--- WHAT TO DO ---
Identify all lines below that hold "blocklog" and collect them.

BEGIN

//! Scan corruption tests
//!
//! Damaged bytes never produce a wrong block:
//! - A frame whose preamble fails verification is skipped
//! - A torn tail is ignored; older blocks are still found
//! - A frame cut off at the start of the store ends the scan with a
//!   truncation reason instead of an item
//! - Stray sentinel bytes are counted and passed over

use blocklog::blocks::{encode, Block, BlockErrorCode, Blocks, PREAMBLE_LEN};
use blocklog::store::{AppendStore, MemoryStore};

// =============================================================================
// Test Utilities
// =============================================================================

/// Frames for single-byte bodies, concatenated in order.
fn frames(bodies: &[&[u8]]) -> Vec<u8> {
    bodies
        .iter()
        .flat_map(|body| encode(100, b"", body).unwrap())
        .collect()
}

fn scan_bodies(engine: &mut Blocks<MemoryStore>) -> Vec<Vec<u8>> {
    let blocks = engine.blocks().unwrap();
    blocks
        .iter()
        .map(|block| block.body(engine.store()).unwrap())
        .collect()
}

// =============================================================================
// Preamble verification
// =============================================================================

#[test]
fn test_corrupted_checksum_skips_that_frame() {
    let mut bytes = frames(&[b"A", b"B", b"C"]);
    let frame_len = PREAMBLE_LEN + 1;
    // First checksum byte of B's preamble
    bytes[2 * frame_len - PREAMBLE_LEN + 12] ^= 0xFF;

    let mut engine = Blocks::new(MemoryStore::from_bytes(bytes));
    assert_eq!(scan_bodies(&mut engine), vec![b"C".to_vec(), b"A".to_vec()]);
    assert!(engine.metrics().snapshot().false_sentinels >= 1);
}

#[test]
fn test_corrupted_length_field_is_rejected() {
    let mut bytes = frames(&[b"A", b"B"]);
    let frame_len = PREAMBLE_LEN + 1;
    // Body length of B claims 2 bytes
    bytes[2 * frame_len - PREAMBLE_LEN + 7] = 2;

    let mut engine = Blocks::new(MemoryStore::from_bytes(bytes));
    assert_eq!(scan_bodies(&mut engine), vec![b"A".to_vec()]);
}

#[test]
fn test_destroyed_sentinel_hides_only_that_frame() {
    let mut bytes = frames(&[b"A", b"B", b"C"]);
    let last = bytes.len() - 1;
    bytes[last] = 0x00;

    let mut engine = Blocks::new(MemoryStore::from_bytes(bytes));
    assert_eq!(scan_bodies(&mut engine), vec![b"B".to_vec(), b"A".to_vec()]);
}

// =============================================================================
// Torn frames
// =============================================================================

#[test]
fn test_torn_tail_is_ignored() {
    let mut bytes = frames(&[b"A", b"B"]);
    let partial = encode(100, b"", b"C").unwrap();
    bytes.extend_from_slice(&partial[..10]);

    let mut engine = Blocks::new(MemoryStore::from_bytes(bytes));
    let mut scan = engine.iterate();
    let count = scan.by_ref().count();
    assert_eq!(count, 2);
    assert!(scan.error().is_none());
}

#[test]
fn test_torn_head_ends_scan_as_truncated() {
    let head = encode(100, b"", b"lost").unwrap();
    let mut bytes = head[head.len() - 10..].to_vec();
    bytes.extend(frames(&[b"A"]));

    let mut engine = Blocks::new(MemoryStore::from_bytes(bytes));
    let mut scan = engine.iterate();
    let yielded: Vec<u32> = scan.by_ref().map(|(block, _)| block.block_type()).collect();
    assert_eq!(yielded, vec![100]);

    let err = scan.into_error().expect("scan should record why it stopped");
    assert_eq!(err.code(), BlockErrorCode::BlockTruncated);
    assert!(!err.is_fatal());
    assert_eq!(engine.metrics().snapshot().truncated_scans, 1);
}

#[test]
fn test_torn_head_still_reports_ok_through_blocks() {
    let head = encode(100, b"", b"lost").unwrap();
    let mut bytes = head[head.len() - 10..].to_vec();
    bytes.extend(frames(&[b"A", b"B"]));

    let mut engine = Blocks::new(MemoryStore::from_bytes(bytes));
    assert_eq!(scan_bodies(&mut engine), vec![b"B".to_vec(), b"A".to_vec()]);
}

// =============================================================================
// Stray sentinels
// =============================================================================

#[test]
fn test_stray_sentinel_in_tail_garbage() {
    let mut bytes = frames(&[b"A", b"B", b"C"]);
    bytes.extend_from_slice(b"zz#!zz");

    let mut engine = Blocks::new(MemoryStore::from_bytes(bytes));
    assert_eq!(
        scan_bodies(&mut engine),
        vec![b"C".to_vec(), b"B".to_vec(), b"A".to_vec()]
    );
    assert_eq!(engine.metrics().snapshot().false_sentinels, 1);
}

#[test]
fn test_appending_after_garbage_keeps_history() {
    let mut bytes = frames(&[b"A"]);
    bytes.extend_from_slice(b"garbage");
    let mut engine = Blocks::new(MemoryStore::from_bytes(bytes));

    engine
        .append(&Block::new(100, Vec::new(), b"B".to_vec()).unwrap())
        .unwrap();
    assert_eq!(scan_bodies(&mut engine), vec![b"B".to_vec(), b"A".to_vec()]);
    assert_eq!(engine.store().len(), 19 + 7 + 19);
}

END

--- EXERCISE RESPONSE ---
use blocklog::blocks::{encode, Block, BlockErrorCode, Blocks, PREAMBLE_LEN};
use blocklog::store::{AppendStore, MemoryStore};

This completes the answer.